I'm brand new to Julia so forgive any ignorance.
I'm hoping to be able to use Doc2Vec from Python's gensim module in Julia. However, i am running up against an issue where the names from the TaggedDocument python object are not surviving the automatic conversion when being assigned to a variable in Julia.
This seems to be a known issue, but not really one where i can clearly see how to implement the solution. https://github.com/JuliaPy/PyCall.jl/issues/175
# import modules
gensim = pyimport("gensim")
Doc2Vec = pyimport("gensim.models.doc2vec")

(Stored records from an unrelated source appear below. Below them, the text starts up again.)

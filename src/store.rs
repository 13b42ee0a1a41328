//! SQLite store shared by every worker
//!
//! Holds the phone roster and message history. Each process opens its own
//! connection; SQLite's file locking arbitrates between them.

use crate::adapter::{DeliveryStatus, SmsEnvelope};
use crate::error::{Error, Result};
use crate::number::is_valid_number;
use chrono::{DateTime, Utc};
use rusqlite::{params, Connection, OptionalExtension, Row};
use std::path::Path;
use std::time::Duration;

const SCHEMA: &str = r#"
CREATE TABLE IF NOT EXISTS phone (
    id INTEGER PRIMARY KEY AUTOINCREMENT,
    number TEXT NOT NULL UNIQUE,
    adapter TEXT NOT NULL,
    adapter_datas TEXT NOT NULL DEFAULT '{}'
);
CREATE TABLE IF NOT EXISTS scheduled (
    id INTEGER PRIMARY KEY AUTOINCREMENT,
    id_phone INTEGER NOT NULL,
    destination TEXT NOT NULL,
    text TEXT NOT NULL,
    flash INTEGER NOT NULL DEFAULT 0,
    at TEXT NOT NULL
);
CREATE TABLE IF NOT EXISTS sended (
    id INTEGER PRIMARY KEY AUTOINCREMENT,
    id_phone INTEGER NOT NULL,
    uid TEXT,
    text TEXT NOT NULL,
    destination TEXT NOT NULL,
    flash INTEGER NOT NULL DEFAULT 0,
    status TEXT NOT NULL DEFAULT 'unknown',
    at TEXT NOT NULL
);
CREATE INDEX IF NOT EXISTS sended_uid ON sended (uid);
CREATE TABLE IF NOT EXISTS received (
    id INTEGER PRIMARY KEY AUTOINCREMENT,
    id_phone INTEGER NOT NULL,
    uid TEXT NOT NULL,
    text TEXT NOT NULL,
    origin TEXT NOT NULL,
    destination TEXT NOT NULL,
    flash INTEGER NOT NULL DEFAULT 0,
    status TEXT NOT NULL DEFAULT 'unknown',
    at TEXT NOT NULL
);
CREATE TABLE IF NOT EXISTS webhook (
    id INTEGER PRIMARY KEY AUTOINCREMENT,
    url TEXT NOT NULL,
    type TEXT NOT NULL
);
CREATE TABLE IF NOT EXISTS webhook_query (
    id INTEGER PRIMARY KEY AUTOINCREMENT,
    url TEXT NOT NULL,
    body TEXT NOT NULL,
    created_at TEXT NOT NULL
);
"#;

/// Webhook type fired for every received SMS
pub const WEBHOOK_RECEIVE_SMS: &str = "receive_sms";

/// A configured phone line
#[derive(Debug, Clone, PartialEq)]
pub struct Phone {
    pub id: i64,
    pub number: String,
    pub adapter: String,
    /// JSON blob validated against the adapter's schema
    pub adapter_datas: String,
}

/// An SMS waiting for its send time
#[derive(Debug, Clone, PartialEq)]
pub struct Scheduled {
    pub id: i64,
    pub id_phone: i64,
    pub destination: String,
    pub text: String,
    pub flash: bool,
    pub at: DateTime<Utc>,
}

/// A sent or received SMS as stored
#[derive(Debug, Clone, PartialEq)]
pub struct StoredSms {
    pub id: i64,
    pub id_phone: i64,
    pub envelope: SmsEnvelope,
}

#[derive(Debug, Clone, PartialEq)]
pub struct Webhook {
    pub id: i64,
    pub url: String,
    pub kind: String,
}

/// A webhook call waiting to be made
#[derive(Debug, Clone, PartialEq)]
pub struct WebhookQuery {
    pub id: i64,
    pub url: String,
    pub body: String,
    pub created_at: DateTime<Utc>,
}

pub struct Store {
    conn: Connection,
}

impl Store {
    /// Open (creating if needed) the database and its schema
    pub fn open(path: &Path) -> Result<Self> {
        if let Some(parent) = path.parent() {
            if !parent.as_os_str().is_empty() {
                std::fs::create_dir_all(parent)?;
            }
        }
        let conn = Connection::open(path)?;
        conn.busy_timeout(Duration::from_secs(5))?;
        Self::init(conn)
    }

    pub fn open_in_memory() -> Result<Self> {
        Self::init(Connection::open_in_memory()?)
    }

    fn init(conn: Connection) -> Result<Self> {
        conn.execute_batch(SCHEMA)?;
        Ok(Self { conn })
    }

    // ------------------------------------------------------------------
    // Phones
    // ------------------------------------------------------------------

    pub fn insert_phone(&self, number: &str, adapter: &str, adapter_datas: &str) -> Result<i64> {
        if !is_valid_number(number) {
            return Err(Error::Config(format!("invalid phone number: {:?}", number)));
        }
        self.conn.execute(
            "INSERT INTO phone (number, adapter, adapter_datas) VALUES (?1, ?2, ?3)",
            params![number, adapter, adapter_datas],
        )?;
        Ok(self.conn.last_insert_rowid())
    }

    pub fn phones(&self) -> Result<Vec<Phone>> {
        let mut stmt = self
            .conn
            .prepare("SELECT id, number, adapter, adapter_datas FROM phone ORDER BY id")?;
        let phones = stmt
            .query_map([], phone_from_row)?
            .collect::<rusqlite::Result<Vec<_>>>()?;
        Ok(phones)
    }

    pub fn phone(&self, id: i64) -> Result<Option<Phone>> {
        let phone = self
            .conn
            .query_row(
                "SELECT id, number, adapter, adapter_datas FROM phone WHERE id = ?1",
                [id],
                phone_from_row,
            )
            .optional()?;
        Ok(phone)
    }

    // ------------------------------------------------------------------
    // Scheduled messages
    // ------------------------------------------------------------------

    pub fn insert_scheduled(
        &self,
        id_phone: i64,
        destination: &str,
        text: &str,
        flash: bool,
        at: DateTime<Utc>,
    ) -> Result<i64> {
        self.conn.execute(
            "INSERT INTO scheduled (id_phone, destination, text, flash, at) VALUES (?1, ?2, ?3, ?4, ?5)",
            params![id_phone, destination, text, flash, at],
        )?;
        Ok(self.conn.last_insert_rowid())
    }

    /// Scheduled messages whose time has come, oldest first
    pub fn due_scheduled(&self, now: DateTime<Utc>) -> Result<Vec<Scheduled>> {
        let mut stmt = self.conn.prepare(
            "SELECT id, id_phone, destination, text, flash, at FROM scheduled WHERE at <= ?1 ORDER BY at, id",
        )?;
        let rows = stmt
            .query_map([now], |row| {
                Ok(Scheduled {
                    id: row.get(0)?,
                    id_phone: row.get(1)?,
                    destination: row.get(2)?,
                    text: row.get(3)?,
                    flash: row.get(4)?,
                    at: row.get(5)?,
                })
            })?
            .collect::<rusqlite::Result<Vec<_>>>()?;
        Ok(rows)
    }

    pub fn delete_scheduled(&self, id: i64) -> Result<bool> {
        let count = self.conn.execute("DELETE FROM scheduled WHERE id = ?1", [id])?;
        Ok(count > 0)
    }

    // ------------------------------------------------------------------
    // Sent messages
    // ------------------------------------------------------------------

    pub fn insert_sended(&self, id_phone: i64, envelope: &SmsEnvelope) -> Result<i64> {
        self.conn.execute(
            "INSERT INTO sended (id_phone, uid, text, destination, flash, status, at)
             VALUES (?1, ?2, ?3, ?4, ?5, ?6, ?7)",
            params![
                id_phone,
                envelope.uid,
                envelope.text,
                envelope.destination,
                envelope.flash,
                envelope.status.as_str(),
                envelope.at
            ],
        )?;
        Ok(self.conn.last_insert_rowid())
    }

    /// Sent messages for a phone; origin is filled from the phone's number
    pub fn sendeds(&self, id_phone: i64) -> Result<Vec<StoredSms>> {
        let mut stmt = self.conn.prepare(
            "SELECT s.id, s.id_phone, s.uid, s.text, p.number, s.destination, s.at, s.flash, s.status
             FROM sended s LEFT JOIN phone p ON p.id = s.id_phone
             WHERE s.id_phone = ?1 ORDER BY s.id",
        )?;
        let rows = stmt
            .query_map([id_phone], sms_from_row)?
            .collect::<rusqlite::Result<Vec<_>>>()?;
        Ok(rows)
    }

    /// Record a delivery report. Returns how many rows matched `uid`.
    pub fn update_sended_status(&self, uid: &str, status: DeliveryStatus) -> Result<usize> {
        let count = self.conn.execute(
            "UPDATE sended SET status = ?1 WHERE uid = ?2",
            params![status.as_str(), uid],
        )?;
        Ok(count)
    }

    // ------------------------------------------------------------------
    // Received messages
    // ------------------------------------------------------------------

    pub fn insert_received(&self, id_phone: i64, envelope: &SmsEnvelope) -> Result<i64> {
        self.conn.execute(
            "INSERT INTO received (id_phone, uid, text, origin, destination, flash, status, at)
             VALUES (?1, ?2, ?3, ?4, ?5, ?6, ?7, ?8)",
            params![
                id_phone,
                envelope.uid,
                envelope.text,
                envelope.origin,
                envelope.destination,
                envelope.flash,
                envelope.status.as_str(),
                envelope.at
            ],
        )?;
        Ok(self.conn.last_insert_rowid())
    }

    pub fn receiveds(&self, id_phone: i64) -> Result<Vec<StoredSms>> {
        let mut stmt = self.conn.prepare(
            "SELECT id, id_phone, uid, text, origin, destination, at, flash, status
             FROM received WHERE id_phone = ?1 ORDER BY id",
        )?;
        let rows = stmt
            .query_map([id_phone], sms_from_row)?
            .collect::<rusqlite::Result<Vec<_>>>()?;
        Ok(rows)
    }

    // ------------------------------------------------------------------
    // Webhooks
    // ------------------------------------------------------------------

    pub fn insert_webhook(&self, url: &str, kind: &str) -> Result<i64> {
        self.conn.execute(
            "INSERT INTO webhook (url, type) VALUES (?1, ?2)",
            params![url, kind],
        )?;
        Ok(self.conn.last_insert_rowid())
    }

    pub fn webhooks_by_type(&self, kind: &str) -> Result<Vec<Webhook>> {
        let mut stmt = self
            .conn
            .prepare("SELECT id, url, type FROM webhook WHERE type = ?1 ORDER BY id")?;
        let rows = stmt
            .query_map([kind], |row| {
                Ok(Webhook {
                    id: row.get(0)?,
                    url: row.get(1)?,
                    kind: row.get(2)?,
                })
            })?
            .collect::<rusqlite::Result<Vec<_>>>()?;
        Ok(rows)
    }

    pub fn enqueue_webhook_query(&self, url: &str, body: &str) -> Result<i64> {
        self.conn.execute(
            "INSERT INTO webhook_query (url, body, created_at) VALUES (?1, ?2, ?3)",
            params![url, body, Utc::now()],
        )?;
        Ok(self.conn.last_insert_rowid())
    }

    /// Oldest queued webhook calls, at most `limit`
    pub fn webhook_queries(&self, limit: usize) -> Result<Vec<WebhookQuery>> {
        let mut stmt = self.conn.prepare(
            "SELECT id, url, body, created_at FROM webhook_query ORDER BY id LIMIT ?1",
        )?;
        let limit = i64::try_from(limit).unwrap_or(i64::MAX);
        let rows = stmt
            .query_map([limit], |row| {
                Ok(WebhookQuery {
                    id: row.get(0)?,
                    url: row.get(1)?,
                    body: row.get(2)?,
                    created_at: row.get(3)?,
                })
            })?
            .collect::<rusqlite::Result<Vec<_>>>()?;
        Ok(rows)
    }

    pub fn delete_webhook_query(&self, id: i64) -> Result<bool> {
        let count = self
            .conn
            .execute("DELETE FROM webhook_query WHERE id = ?1", [id])?;
        Ok(count > 0)
    }
}

fn phone_from_row(row: &Row<'_>) -> rusqlite::Result<Phone> {
    Ok(Phone {
        id: row.get(0)?,
        number: row.get(1)?,
        adapter: row.get(2)?,
        adapter_datas: row.get(3)?,
    })
}

/// Columns: id, id_phone, uid, text, origin, destination, at, flash, status
fn sms_from_row(row: &Row<'_>) -> rusqlite::Result<StoredSms> {
    let status: String = row.get(8)?;
    Ok(StoredSms {
        id: row.get(0)?,
        id_phone: row.get(1)?,
        envelope: SmsEnvelope {
            uid: row.get::<_, Option<String>>(2)?.unwrap_or_default(),
            text: row.get(3)?,
            origin: row.get::<_, Option<String>>(4)?.unwrap_or_default(),
            destination: row.get(5)?,
            at: row.get(6)?,
            flash: row.get(7)?,
            status: DeliveryStatus::parse(&status),
        },
    })
}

# create simple "taggedDocuments"
a = Doc2Vec.TaggedDocument(words=gensim.utils.simple_preprocess("This is some text"), tags = ["tag01"])
# setup the Doc2Vec model
model = Doc2Vec.Doc2Vec(size= 100, min_count = 1, dm = 1)
# use the "taggedDocument" to populate the vocab attributes.
model.build_vocab(a)
# This results in - AttributeError("'tuple' object has no attribute 'words'")
# one idea i had was to try to re-add the names to the julia object
tnames = (:words, :tags);
c = (;zip(tnames, a)...)
# However when these get passed back into python the names are lost again
model.build_vocab(c)
# and again - AttributeError("'tuple' object has no attribute 'words'")
My current assumption is that if i can force the outputs from the Doc2Vec.TaggedDocument()
to not be automatically converted and to be stored as a PyObject then the names shouldn't be lost. To me this seems like something simple as part of PyCall but reading the Types section here: https://github.com/JuliaPy/PyCall.jl hasn't helped. So wondering if anyone had potential solution.
Thanks in advance.